* WORK INSTRUCTIONS *
Print the listing below from its opening line through the line holding "pub mod types;", both ends included.

### EXTRACTED INFORMATION ###

// Cogwork EVM substrate
//
// This crate provides the execution layer the deployment harness runs on:
// - Transaction execution using revm
// - RocksDB storage adapter for EVM state
// - Native contract dispatch for protocol mocks
// - Account, receipt, and log types

pub mod executor;
pub mod natives;
pub mod storage;
pub mod types;

// Re-exports for convenience
pub use executor::EvmExecutor;
pub use natives::{CallContext, Host, NativeContract, NativeOutcome};
pub use storage::EvmStorage;
pub use types::{Account, Log, Receipt, Transaction};
/// Executor scaffolding for tests

use alloy_primitives::{Address, Bytes};
use anyhow::{bail, Result};
use evm::{EvmExecutor, EvmStorage, Host, NativeContract};
use rocksdb::DB;
use std::sync::Arc;
use tempfile::TempDir;
use tracing_subscriber::EnvFilter;

/// Fresh executor over a scratch RocksDB; keep the TempDir alive for the
/// duration of the test
pub fn test_executor() -> (EvmExecutor, TempDir) {
    let temp_dir = tempfile::tempdir().expect("failed to create tempdir");
    let db = DB::open_default(temp_dir.path()).expect("failed to open rocksdb");
    let storage = EvmStorage::new(Arc::new(db));
    (EvmExecutor::new(storage), temp_dir)
}

/// Host stub for unit-testing native contracts that never touch the chain
pub struct NoopHost;

impl Host for NoopHost {
    fn code_at(&mut self, address: Address) -> Result<Bytes> {
        bail!("noop host holds no code (queried {address})");
    }

    fn create(&mut self, _deployer: Address, _initcode: Bytes) -> Result<Address> {
        bail!("noop host cannot create contracts");
    }

    fn bind_native(&mut self, _address: Address, _contract: Box<dyn NativeContract>) {}
}

/// Initialize tracing for a test binary, honoring RUST_LOG. Safe to call
/// from every test; only the first call installs the subscriber.
pub fn init_tracing() {
    let _ = tracing_subscriber::fmt()
        .with_env_filter(EnvFilter::from_default_env())
        .with_test_writer()
        .try_init();
}
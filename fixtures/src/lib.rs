// Deployment fixtures
//
// Session-scoped deployment wiring for the protocol under test: mock
// tokens and the oracle, the four tier blueprints, the factory over them,
// and a medium-risk pair deployed through the factory. Each fixture
// deploys on first access and returns the cached handle afterwards, so
// dependency order follows from construction and repeated access is
// idempotent within a session.

use alloy_primitives::{Address, U256};
use anyhow::{anyhow, Result};
use rocksdb::DB;
use std::sync::Arc;
use tempfile::TempDir;
use tracing::info;

use contracts::{
    construct_blueprint_deploy_bytecode, deploy_blueprint, pair_initcode, Blueprint, Erc20,
    Factory, Oracle, Pair, RiskTier, TierBlueprints,
};
use evm::{EvmExecutor, EvmStorage};

/// Session configuration
#[derive(Debug, Clone)]
pub struct SessionConfig {
    /// Number of prefunded dev accounts
    pub funded_accounts: usize,
    /// Balance granted to each dev account, in wei
    pub initial_balance: U256,
}

impl Default for SessionConfig {
    fn default() -> Self {
        Self {
            funded_accounts: 10,
            initial_balance: U256::from(10u128.pow(24)),
        }
    }
}

/// A deployment session over a scratch chain
///
/// Owns the executor and the temporary database backing it; dropping the
/// session tears both down.
pub struct Session {
    executor: EvmExecutor,
    accounts: Vec<Address>,
    _state_dir: TempDir,
    collateral: Option<Erc20>,
    asset: Option<Erc20>,
    oracle: Option<Oracle>,
    blueprints: [Option<Blueprint>; 4],
    factory: Option<Factory>,
    pair: Option<Pair>,
}

impl Session {
    /// Start a session with the default configuration
    pub fn new() -> Result<Self> {
        Self::with_config(SessionConfig::default())
    }

    /// Start a session with explicit configuration
    pub fn with_config(config: SessionConfig) -> Result<Self> {
        let state_dir = tempfile::tempdir()?;
        let db = DB::open_default(state_dir.path())?;
        let mut executor = EvmExecutor::new(EvmStorage::new(Arc::new(db)));

        let mut accounts = Vec::with_capacity(config.funded_accounts);
        for index in 0..config.funded_accounts {
            let tag = u8::try_from(index + 1)
                .map_err(|_| anyhow!("at most 255 dev accounts are supported"))?;
            let account = Address::repeat_byte(tag);
            executor.create_account(account, config.initial_balance)?;
            accounts.push(account);
        }
        info!(accounts = accounts.len(), "session started");

        Ok(Self {
            executor,
            accounts,
            _state_dir: state_dir,
            collateral: None,
            asset: None,
            oracle: None,
            blueprints: [None; 4],
            factory: None,
            pair: None,
        })
    }

    /// The session account every fixture deploys from
    pub fn account(&self) -> Address {
        self.accounts[0]
    }

    /// All prefunded dev accounts
    pub fn accounts(&self) -> &[Address] {
        &self.accounts
    }

    /// The underlying executor, for direct calls in tests
    pub fn executor(&mut self) -> &mut EvmExecutor {
        &mut self.executor
    }

    /// Mock collateral token
    pub fn collateral(&mut self) -> Result<Erc20> {
        if let Some(token) = self.collateral {
            return Ok(token);
        }
        let account = self.account();
        let token = Erc20::deploy(&mut self.executor, account, "Collateral", "CA", 18, U256::ZERO)?;
        self.collateral = Some(token);
        Ok(token)
    }

    /// Mock borrowable asset token
    pub fn asset(&mut self) -> Result<Erc20> {
        if let Some(token) = self.asset {
            return Ok(token);
        }
        let account = self.account();
        let token = Erc20::deploy(&mut self.executor, account, "Asset", "AB", 18, U256::ZERO)?;
        self.asset = Some(token);
        Ok(token)
    }

    /// Mock price oracle
    pub fn oracle(&mut self) -> Result<Oracle> {
        if let Some(oracle) = self.oracle {
            return Ok(oracle);
        }
        let account = self.account();
        let oracle = Oracle::deploy(&mut self.executor, account)?;
        self.oracle = Some(oracle);
        Ok(oracle)
    }

    /// Deployed blueprint for a tier's pair initcode
    pub fn pair_blueprint(&mut self, tier: RiskTier) -> Result<Blueprint> {
        let slot = usize::from(tier.tag());
        if let Some(blueprint) = self.blueprints[slot] {
            return Ok(blueprint);
        }
        let account = self.account();
        let initcode = pair_initcode(tier)?;
        let deploy_bytecode = construct_blueprint_deploy_bytecode(&initcode)?;
        let blueprint = deploy_blueprint(&mut self.executor, account, &deploy_bytecode)?;
        self.blueprints[slot] = Some(blueprint);
        Ok(blueprint)
    }

    pub fn stable_pair_blueprint(&mut self) -> Result<Blueprint> {
        self.pair_blueprint(RiskTier::Stable)
    }

    pub fn low_pair_blueprint(&mut self) -> Result<Blueprint> {
        self.pair_blueprint(RiskTier::Low)
    }

    pub fn medium_pair_blueprint(&mut self) -> Result<Blueprint> {
        self.pair_blueprint(RiskTier::Medium)
    }

    pub fn high_pair_blueprint(&mut self) -> Result<Blueprint> {
        self.pair_blueprint(RiskTier::High)
    }

    /// Pair factory over the four tier blueprints, fee recipient set to
    /// the session account
    pub fn factory(&mut self) -> Result<Factory> {
        if let Some(factory) = self.factory {
            return Ok(factory);
        }
        let blueprints = TierBlueprints {
            stable: self.stable_pair_blueprint()?.address(),
            low: self.low_pair_blueprint()?.address(),
            medium: self.medium_pair_blueprint()?.address(),
            high: self.high_pair_blueprint()?.address(),
        };
        let account = self.account();
        let factory = Factory::deploy(&mut self.executor, account, blueprints, account)?;
        self.factory = Some(factory);
        Ok(factory)
    }

    /// Medium-risk pair over (asset, collateral, oracle), deployed through
    /// the factory
    pub fn pair(&mut self) -> Result<Pair> {
        if let Some(pair) = self.pair {
            return Ok(pair);
        }
        let factory = self.factory()?;
        let asset = self.asset()?.address();
        let collateral = self.collateral()?.address();
        let oracle = self.oracle()?.address();
        let account = self.account();
        let pair =
            factory.deploy_medium_risk_pair(&mut self.executor, account, asset, collateral, oracle)?;
        self.pair = Some(pair);
        Ok(pair)
    }
}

###

* ANSWER BELOW *
// Cogwork EVM substrate
//
// This crate provides the execution layer the deployment harness runs on:
// - Transaction execution using revm
// - RocksDB storage adapter for EVM state
// - Native contract dispatch for protocol mocks
// - Account, receipt, and log types

pub mod executor;
pub mod natives;
pub mod storage;
pub mod types;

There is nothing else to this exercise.